Streitgegenstand des vorliegenden Antrags ist die Wiederherstellung der aufschiebenden Wirkung der Klage des Antragstellers vom 10. Juli 2016, mit der sich dieser gegen die von der Antragsgegnerin zunächst am 1. Juni 2016 mündlich ausgesprochene und am 13. Juni 2016 schriftlich bestätigte Nutzungsuntersagung für sein Hotel in ... wendet.

Der Antrag ist zulässig, aber unbegründet.

1. Nach § 80 Abs. 5 VwGO kann das Gericht der Hauptsache im Fall des § 80 Abs. 2 Satz 1 Nr. 4 VwGO, wenn die Behörde, die den Verwaltungsakt erlassen hat, dessen sofortige Vollziehung angeordnet hat, die aufschiebende Wirkung der Anfechtungsklage ganz oder teilweise wiederherstellen. Das Gericht überprüft zunächst, ob die Anordnung des Sofortvollzugs den Anforderungen des § 80 Abs. 3 Satz 1 VwGO entspricht und trifft sodann eine eigene Ermessensentscheidung, wobei es unter Berücksichtigung der gesetzgeberischen Grundentscheidung in § 80 Abs. 1 Satz 1 VwGO für die aufschiebende Wirkung der Anfechtungsklage eine Interessenabwägung zwischen dem Interesse des Antragstellers an der aufschiebenden Wirkung seines Rechtsbehelfs und dem öffentlichen Interesse an der sofortigen Vollziehbarkeit der getroffenen Anordnung vornimmt.

Maßgebend hierfür sind vor allem die Erfolgsaussichten des Hauptsacheverfahrens. Ergibt eine dem Charakter des Verfahrens nach § 80 Abs. 5 VwGO entsprechende summarische Prüfung der Sach- und Rechtslage, dass die Anfechtungsklage voraussichtlich erfolglos sein wird, ist das ein starkes Indiz dafür, dass das behördliche Vollzugsinteresse Vorrang gegenüber dem privaten Aussetzungsinteresse hat (vgl. BayVGH, B.v. 26.7.2011, Az.: 14 CS 11.535). Erweist sich der angefochtene Bescheid hingegen nach summarischer Prüfung als rechtswidrig, und wird die Anfechtungsklage voraussichtlich Erfolg haben, so tritt das öffentliche Interesse zurück, da es kein schutzwürdiges Interesse am Sofortvollzug eines rechtswidrigen Verwaltungsaktes geben kann.

1.1 Die Sofortvollzugsanordnung begegnet in formeller Hinsicht keinen rechtlichen Bedenken.

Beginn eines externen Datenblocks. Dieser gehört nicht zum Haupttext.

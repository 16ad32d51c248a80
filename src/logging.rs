//! Subscriber setup for the binary.
//!
//! Events go to stderr so stdout carries only the outcome listing. `--json`
//! switches every sink to JSON lines. A configured `log_file` adds a
//! non-blocking file layer, unless one of its parent directories is a symlink.

use anyhow::{Result, bail};
use chrono::Local;
use std::fmt as stdfmt;
use std::path::Path;
use tidy_move::output as out;
use tidy_move::platform::open_log_file_secure_append;
use tidy_move::{LogLevel, default_log_path, path_has_symlink_ancestor};
use tracing_appender::non_blocking::{NonBlocking, WorkerGuard};
use tracing_subscriber::Layer;
use tracing_subscriber::filter::{EnvFilter, LevelFilter};
use tracing_subscriber::fmt as tsfmt;
use tracing_subscriber::fmt::format::Writer;
use tracing_subscriber::fmt::time::FormatTime;
use tracing_subscriber::layer::SubscriberExt;
use tracing_subscriber::registry;
use tracing_subscriber::registry::Registry;
use tracing_subscriber::util::SubscriberInitExt;

type BoxedLayer = Box<dyn Layer<Registry> + Send + Sync>;

/// Local wall clock, `16/10/26 14:03:09`.
struct LocalClock;

impl FormatTime for LocalClock {
    fn format_time(&self, w: &mut Writer<'_>) -> stdfmt::Result {
        write!(w, "{}", Local::now().format("%d/%m/%y %H:%M:%S"))
    }
}

fn level_filter(lvl: &LogLevel) -> LevelFilter {
    match lvl {
        LogLevel::Quiet => LevelFilter::ERROR,
        LogLevel::Normal => LevelFilter::WARN,
        LogLevel::Info => LevelFilter::INFO,
        LogLevel::Debug => LevelFilter::DEBUG,
    }
}

/// Our events at the chosen level; dependencies (watch backends) from warn up.
fn crate_filter(lvl: &LogLevel) -> EnvFilter {
    EnvFilter::new(format!("warn,tidy_move={}", level_filter(lvl)))
}

fn console_layer(json: bool) -> BoxedLayer {
    if json {
        tsfmt::layer()
            .json()
            .with_timer(LocalClock)
            .with_writer(std::io::stderr)
            .boxed()
    } else {
        tsfmt::layer()
            .compact()
            .with_timer(LocalClock)
            .with_writer(std::io::stderr)
            .boxed()
    }
}

fn file_layer(writer: NonBlocking, json: bool) -> BoxedLayer {
    if json {
        tsfmt::layer()
            .json()
            .with_thread_ids(true)
            .with_timer(LocalClock)
            .with_writer(writer)
            .boxed()
    } else {
        tsfmt::layer()
            .compact()
            .with_thread_ids(true)
            .with_ansi(false)
            .with_timer(LocalClock)
            .with_writer(writer)
            .boxed()
    }
}

/// Append-only, non-blocking writer for the log file.
fn open_log_writer(path: &Path) -> Result<(NonBlocking, WorkerGuard)> {
    match path_has_symlink_ancestor(path) {
        Ok(true) => bail!("a parent directory is a symlink"),
        Err(e) => bail!("could not check parent directories: {e}"),
        Ok(false) => {}
    }
    let file = open_log_file_secure_append(path)?;
    Ok(tracing_appender::non_blocking(file))
}

/// Install the global subscriber. The returned guard flushes the file layer
/// on drop and must live until the process is done logging.
pub fn init_tracing(
    lvl: &LogLevel,
    log_file: Option<&Path>,
    json: bool,
) -> Result<Option<WorkerGuard>> {
    let mut layers = vec![console_layer(json)];
    let mut guard = None;

    if let Some(path) = log_file {
        match open_log_writer(path) {
            Ok((writer, g)) => {
                layers.push(file_layer(writer, json));
                guard = Some(g);
            }
            Err(e) => {
                out::print_warn(&format!(
                    "Not logging to '{}': {e:#}. Logs stay on stderr.",
                    path.display()
                ));
                if let Some(def) = default_log_path().filter(|d| d != path) {
                    out::print_info(&format!("The default log file is {}", def.display()));
                }
            }
        }
    }

    registry().with(layers).with(crate_filter(lvl)).try_init()?;
    Ok(guard)
}
//! A preview must plan exactly what a real run then does, and touch nothing.

use std::fs;
use std::path::{Path, PathBuf};
use tempfile::tempdir;
use walkdir::WalkDir;

use tidy_move::{CancelToken, NullSink, OrganizeOptions, RuleSet, Status, organize_batch};

/// Every entry under `root` with its size (0 for directories).
fn snapshot(root: &Path) -> Vec<(PathBuf, u64)> {
    WalkDir::new(root)
        .sort_by_file_name()
        .into_iter()
        .map(|e| {
            let e = e.unwrap();
            let len = if e.file_type().is_file() { e.metadata().unwrap().len() } else { 0 };
            (e.path().to_path_buf(), len)
        })
        .collect()
}

fn setup() -> (tempfile::TempDir, tempfile::TempDir) {
    let src = tempdir().unwrap();
    let dst = tempdir().unwrap();
    fs::create_dir_all(dst.path().join("Images")).unwrap();
    fs::write(dst.path().join("Images/a.jpg"), "already there").unwrap();
    fs::write(src.path().join("a.jpg"), "top level").unwrap();
    fs::create_dir_all(src.path().join("sub")).unwrap();
    fs::write(src.path().join("sub/a.jpg"), "nested copy").unwrap();
    fs::write(src.path().join("dup.jpg"), "already there").unwrap();
    fs::write(dst.path().join("Images/dup.jpg"), "already there").unwrap();
    fs::write(src.path().join("notes.txt"), "n").unwrap();
    fs::write(src.path().join("junk.tmp"), "t").unwrap();
    (src, dst)
}

#[test]
fn preview_matches_real_run_and_changes_nothing() {
    let (src, dst) = setup();
    let rules = RuleSet::new([("Images", vec!["jpg"]), ("Documents", vec!["txt"])], "Other")
        .unwrap()
        .with_excluded_extensions(["tmp"]);
    let mut opts = OrganizeOptions::new(dst.path());
    opts.recursive = true;

    let before = (snapshot(src.path()), snapshot(dst.path()));
    let preview =
        organize_batch(src.path(), &rules, &opts, true, &NullSink, &CancelToken::new()).unwrap();
    assert_eq!(before, (snapshot(src.path()), snapshot(dst.path())));
    assert!(preview.preview);

    let real =
        organize_batch(src.path(), &rules, &opts, false, &NullSink, &CancelToken::new()).unwrap();
    let plan = |r: &tidy_move::BatchResult| -> Vec<(PathBuf, Status, Option<PathBuf>)> {
        r.outcomes
            .iter()
            .map(|o| (o.source.clone(), o.status(), o.destination().map(Path::to_path_buf)))
            .collect()
    };
    assert_eq!(plan(&preview), plan(&real));
    assert_eq!((real.moved, real.skipped, real.failed), (3, 2, 0));

    // Both jpgs collide with the existing a.jpg and with each other.
    assert_eq!(fs::read_to_string(dst.path().join("Images/a_1.jpg")).unwrap(), "top level");
    assert_eq!(fs::read_to_string(dst.path().join("Images/a_2.jpg")).unwrap(), "nested copy");
}

#[test]
fn preview_of_missing_target_does_not_create_it() {
    let src = tempdir().unwrap();
    fs::write(src.path().join("a.txt"), "x").unwrap();
    let target = src.path().join("sorted");
    let rules = RuleSet::new([("Documents", vec!["txt"])], "Other").unwrap();

    let opts = OrganizeOptions::new(&target);
    let res =
        organize_batch(src.path(), &rules, &opts, true, &NullSink, &CancelToken::new()).unwrap();
    assert_eq!(res.moved, 1);
    assert_eq!(res.outcomes[0].destination(), Some(target.join("Documents/a.txt").as_path()));
    assert!(!target.exists());
    assert!(src.path().join("a.txt").is_file());
}
//! Core library for `tidy_move`.
//!
//! Sorts the files of a directory into category folders by extension:
//! classify, resolve a collision-free destination, move without clobbering.
//! The same per-file pipeline serves one-shot batches, previews and the
//! directory watcher. Rules are passed explicitly; nothing here touches a UI.

pub mod classify;
pub mod cli;
pub mod config;
pub mod digest;
pub mod errors;
pub mod fs_ops;
pub mod organizer;
pub mod output;
pub mod platform;
pub mod record;
pub mod report;
pub mod resolve;
pub mod rules;
pub mod shutdown;
pub mod stats;
pub mod watcher;

pub use classify::{Classification, classify, normalize_extension};
pub use config::{
    CONFIG_ENV, ConfigOrigin, ConfigStore, LoadedConfig, LogLevel, Settings, default_config_path,
    default_log_path, path_has_symlink_ancestor,
};
pub use errors::{Result, TidyMoveError};
pub use organizer::{
    Action, BatchResult, FileOutcome, OrganizeOptions, PlannedMove, SkipReason, Status,
    organize_batch, organize_one, organize_path,
};
pub use record::FileRecord;
pub use report::{FanOut, NullSink, QueuedSink, ReportSink, TracingSink};
pub use resolve::{Resolution, resolve_destination};
pub use rules::{ExclusionReason, RuleSet};
pub use shutdown::CancelToken;
pub use stats::{DirStats, stats};
pub use watcher::{WatchOptions, WatchState, Watcher};
//! CLI definition and parsing.
//!
//! Notes:
//! - --debug is a shorthand for --log-level debug and wins over it.
//! - --target defaults to the source directory (organize in place).

use clap::{Args as ClapArgs, Parser, Subcommand, ValueHint};
use std::path::{Path, PathBuf};

use crate::config::LogLevel;

/// Sort a directory into category folders by file extension.
#[derive(Parser, Debug, Clone)]
#[command(author, version, about = "Sort files into category folders by extension")]
pub struct Args {
    /// Config file to use instead of $TIDY_MOVE_CONFIG or the default location.
    #[arg(long, global = true, value_name = "FILE", value_hint = ValueHint::FilePath)]
    pub config: Option<PathBuf>,

    /// Set log level. One of: quiet, normal, info, debug.
    #[arg(long, global = true, help = "Set log level: quiet, normal, info, debug")]
    pub log_level: Option<String>,

    #[arg(
        short = 'd',
        long,
        global = true,
        help = "Enable debug logging (shorthand for --log-level debug)"
    )]
    pub debug: bool,

    #[arg(long, global = true, help = "Emit logs in structured JSON")]
    pub json: bool,

    #[command(subcommand)]
    pub command: Command,
}

#[derive(Subcommand, Debug, Clone)]
pub enum Command {
    /// Move every file in SOURCE into its category folder.
    Organize {
        #[command(flatten)]
        loc: Location,
        /// Show what would be done, but do not modify files/directories.
        #[arg(long)]
        dry_run: bool,
        /// Add a date subfolder (config `date_format`) below each category.
        #[arg(long)]
        by_date: bool,
    },
    /// List the planned moves without touching anything.
    Preview {
        #[command(flatten)]
        loc: Location,
        /// Print at most N planned entries.
        #[arg(long, value_name = "N")]
        limit: Option<usize>,
    },
    /// Watch SOURCE and organize new files until interrupted.
    Monitor {
        #[command(flatten)]
        loc: Location,
        /// Quiet period before a new file is picked up.
        #[arg(long, value_name = "MS")]
        settle_ms: Option<u64>,
    },
    /// Count files by category and extension (read-only).
    Stats {
        #[arg(value_name = "DIR", value_hint = ValueHint::DirPath)]
        dir: PathBuf,
        #[arg(long, short = 'r')]
        recursive: bool,
    },
    /// Inspect or change the configuration document.
    Config {
        #[command(subcommand)]
        action: ConfigAction,
    },
}

#[derive(ClapArgs, Debug, Clone)]
pub struct Location {
    #[arg(value_name = "SOURCE", value_hint = ValueHint::DirPath)]
    pub source: PathBuf,

    /// Root for category folders (defaults to SOURCE).
    #[arg(long, short = 't', value_name = "DIR", value_hint = ValueHint::DirPath)]
    pub target: Option<PathBuf>,

    #[arg(long, short = 'r')]
    pub recursive: bool,
}

impl Location {
    pub fn target_root(&self) -> &Path {
        self.target.as_deref().unwrap_or(&self.source)
    }
}

#[derive(Subcommand, Debug, Clone)]
pub enum ConfigAction {
    /// Print every setting as key = value.
    List,
    /// Print the config file location.
    Path,
    Get {
        key: String,
    },
    Set {
        key: String,
        value: String,
    },
    /// Overwrite the config with built-in defaults.
    Reset,
    /// Add or replace a category, e.g. `add-rule Images jpg,png`.
    AddRule {
        category: String,
        /// Comma-separated extensions.
        extensions: String,
    },
    Export {
        #[arg(value_hint = ValueHint::FilePath)]
        file: PathBuf,
    },
    Import {
        #[arg(value_hint = ValueHint::FilePath)]
        file: PathBuf,
    },
}

impl Args {
    /// Effective log level derived from flags.
    /// Precedence: --debug > --log-level value > None (use config value).
    pub fn effective_log_level(&self) -> Option<LogLevel> {
        if self.debug {
            return Some(LogLevel::Debug);
        }
        self.log_level.as_deref().and_then(LogLevel::parse)
    }
}

pub fn parse() -> Args {
    Args::parse()
}

#[cfg(test)]
mod tests {
    use super::*;

    #[test]
    fn target_defaults_to_source() {
        let args = Args::try_parse_from(["tidy_move", "organize", "/tmp/in"]).unwrap();
        match args.command {
            Command::Organize { loc, dry_run, .. } => {
                assert_eq!(loc.target_root(), Path::new("/tmp/in"));
                assert!(!dry_run);
            }
            other => panic!("unexpected {other:?}"),
        }
    }

    #[test]
    fn debug_wins_over_log_level() {
        let argv = ["tidy_move", "--log-level", "quiet", "stats", "x", "-d"];
        let args = Args::try_parse_from(argv).unwrap();
        assert_eq!(args.effective_log_level(), Some(LogLevel::Debug));
        let args =
            Args::try_parse_from(["tidy_move", "stats", "x", "--log-level", "info"]).unwrap();
        assert_eq!(args.effective_log_level(), Some(LogLevel::Info));
    }

    #[test]
    fn config_subcommands_parse() {
        let args =
            Args::try_parse_from(["tidy_move", "config", "add-rule", "Images", "jpg,png"]).unwrap();
        assert!(matches!(
            args.command,
            Command::Config {
                action: ConfigAction::AddRule { ref category, .. }
            } if category == "Images"
        ));
        assert!(Args::try_parse_from(["tidy_move", "config", "set", "only_key"]).is_err());
    }
}
//! Config persistence.
//! Loads the rule document from disk (never failing: problems become issues
//! plus defaults), saves it atomically, and creates a template on first run.

use anyhow::{Context, Result, anyhow};
use std::fs;
use std::io;
use std::path::{Path, PathBuf};
use tracing::{debug, info, warn};

use super::paths::{default_config_path, path_has_symlink_ancestor};
use super::types::Settings;
use super::validate::sanitize;
use super::xml::{parse_settings, render_settings};
use crate::errors::TidyMoveError;
use crate::fs_ops::io_error_with_help;
use crate::platform::{set_dir_mode_0700, set_file_mode_0600, write_config_secure_0600};

/// Where the loaded settings came from.
#[derive(Debug, Clone, PartialEq, Eq)]
pub enum ConfigOrigin {
    /// No file on disk; built-in defaults.
    Defaults,
    /// Parsed from this file (possibly with repaired values).
    File(PathBuf),
    /// The file existed but could not be used; defaults were substituted.
    Fallback(PathBuf),
}

#[derive(Debug)]
pub struct LoadedConfig {
    pub settings: Settings,
    /// CONFIG_INVALID problems found while loading; never fatal.
    pub issues: Vec<TidyMoveError>,
    pub origin: ConfigOrigin,
}

/// A config document at a fixed location.
#[derive(Debug, Clone)]
pub struct ConfigStore {
    path: PathBuf,
}

impl ConfigStore {
    /// Store at `$TIDY_MOVE_CONFIG` or the OS default location.
    pub fn open_default() -> Result<Self> {
        let path = default_config_path().ok_or_else(|| anyhow!("cannot determine config path"))?;
        Ok(Self { path })
    }

    pub fn at(path: impl Into<PathBuf>) -> Self {
        Self { path: path.into() }
    }

    pub fn path(&self) -> &Path {
        &self.path
    }

    /// Read and sanitize the document. A missing file yields defaults; an
    /// unreadable or malformed one yields defaults plus an issue.
    pub fn load(&self) -> LoadedConfig {
        let content = match fs::read_to_string(&self.path) {
            Ok(c) => c,
            Err(e) if e.kind() == io::ErrorKind::NotFound => {
                debug!(path = %self.path.display(), "no config file; using defaults");
                return LoadedConfig {
                    settings: Settings::default(),
                    issues: Vec::new(),
                    origin: ConfigOrigin::Defaults,
                };
            }
            Err(e) => {
                return self.fallback(TidyMoveError::ConfigInvalid(format!(
                    "cannot read {}: {e}",
                    self.path.display()
                )));
            }
        };

        match parse_settings(&content) {
            Ok((mut settings, mut issues)) => {
                issues.extend(sanitize(&mut settings));
                debug!(path = %self.path.display(), issues = issues.len(), "config loaded");
                LoadedConfig {
                    settings,
                    issues,
                    origin: ConfigOrigin::File(self.path.clone()),
                }
            }
            Err(TidyMoveError::ConfigInvalid(msg)) => self.fallback(TidyMoveError::ConfigInvalid(
                format!("{}: {msg}", self.path.display()),
            )),
            Err(other) => self.fallback(other),
        }
    }

    fn fallback(&self, issue: TidyMoveError) -> LoadedConfig {
        warn!(kind = issue.kind(), "{issue}; falling back to defaults");
        LoadedConfig {
            settings: Settings::default(),
            issues: vec![issue],
            origin: ConfigOrigin::Fallback(self.path.clone()),
        }
    }

    /// Write `settings` atomically, creating the parent directory if needed.
    pub fn save(&self, settings: &Settings) -> Result<()> {
        if path_has_symlink_ancestor(&self.path)? {
            return Err(anyhow!(
                "Refusing to write config: ancestor of {} is a symlink",
                self.path.display()
            ));
        }
        if let Some(parent) = self.path.parent() {
            if !parent.exists() {
                fs::create_dir_all(parent)
                    .with_context(|| format!("create config dir '{}'", parent.display()))?;
                let _ = set_dir_mode_0700(parent);
            }
        }
        let text = render_settings(settings)?;
        write_config_secure_0600(&self.path, text.as_bytes())?;
        let _ = set_file_mode_0600(&self.path);
        debug!(path = %self.path.display(), "config saved");
        Ok(())
    }

    /// Overwrite the document with built-in defaults.
    pub fn reset(&self) -> Result<Settings> {
        let settings = Settings::default();
        self.save(&settings)?;
        info!(path = %self.path.display(), "config reset to defaults");
        Ok(settings)
    }

    /// Write a default document if none exists. Returns true when one was created.
    pub fn ensure_exists(&self) -> Result<bool> {
        if self.path.exists() {
            return Ok(false);
        }
        self.save(&Settings::default())?;
        info!("Created template config at {}", self.path.display());
        Ok(true)
    }

    /// Parse a document from `src` strictly: any issue rejects the import.
    pub fn import(&self, src: &Path) -> Result<Settings> {
        let content =
            fs::read_to_string(src).with_context(|| format!("read '{}'", src.display()))?;
        let (mut settings, mut issues) = parse_settings(&content)?;
        issues.extend(sanitize(&mut settings));
        if let Some(first) = issues.into_iter().next() {
            return Err(first).with_context(|| format!("import '{}'", src.display()));
        }
        self.save(&settings)?;
        Ok(settings)
    }

    /// Write the current settings to `dest`.
    pub fn export(&self, settings: &Settings, dest: &Path) -> Result<()> {
        let text = render_settings(settings)?;
        fs::write(dest, text).map_err(io_error_with_help("export config", dest))
    }
}
//! Cooperative cancellation.
//!
//! - A process-wide flag set by the ctrlc handler.
//! - `CancelToken`, a cloneable per-run flag checked by batches between files.
//!
//! Relaxed atomics are enough for a one-way "stop" flag, and `request()` is
//! safe to call from a signal handler.

use std::sync::Arc;
use std::sync::atomic::{AtomicBool, Ordering};

static SHUTDOWN: AtomicBool = AtomicBool::new(false);

/// Request a cooperative shutdown (idempotent).
#[inline]
pub fn request() {
    SHUTDOWN.store(true, Ordering::Relaxed);
}

#[inline]
pub fn is_requested() -> bool {
    SHUTDOWN.load(Ordering::Relaxed)
}

/// Clear the process-wide flag (tests).
#[doc(hidden)]
#[inline]
pub fn reset() {
    SHUTDOWN.store(false, Ordering::Relaxed);
}

/// Stop signal for one batch or watcher. Clones share the same flag.
#[derive(Debug, Clone, Default)]
pub struct CancelToken(Arc<AtomicBool>);

impl CancelToken {
    pub fn new() -> Self {
        Self::default()
    }

    pub fn cancel(&self) {
        self.0.store(true, Ordering::Relaxed);
    }

    pub fn is_cancelled(&self) -> bool {
        self.0.load(Ordering::Relaxed)
    }
}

Insbesondere ist die Antragsgegnerin ihrer Pflicht aus § 80 Abs. 3 Satz 1 VwGO zu einer auf den Einzelfall eingehenden und nicht bloß formelhaften Begründung nachgekommen. Sie stellt dabei auf die erheblichen Gefahren für Leben und Gesundheit ab, die den Gästen eines Beherbergungsbetriebs drohen, der nicht über einen gesicherten ersten bzw. zweiten Rettungsweg verfügt und stellt außerdem dar, dass ein Zuwarten bis zur Unanfechtbarkeit ein nicht hinnehmbares Fortbestehen dieser Gefährdungslage zur Folge habe. Damit brachte sie nachvollziehbar zum Ausdruck, dass sie das Instrument des Sofortvollzugs hinreichend bedacht und abgewägt hat.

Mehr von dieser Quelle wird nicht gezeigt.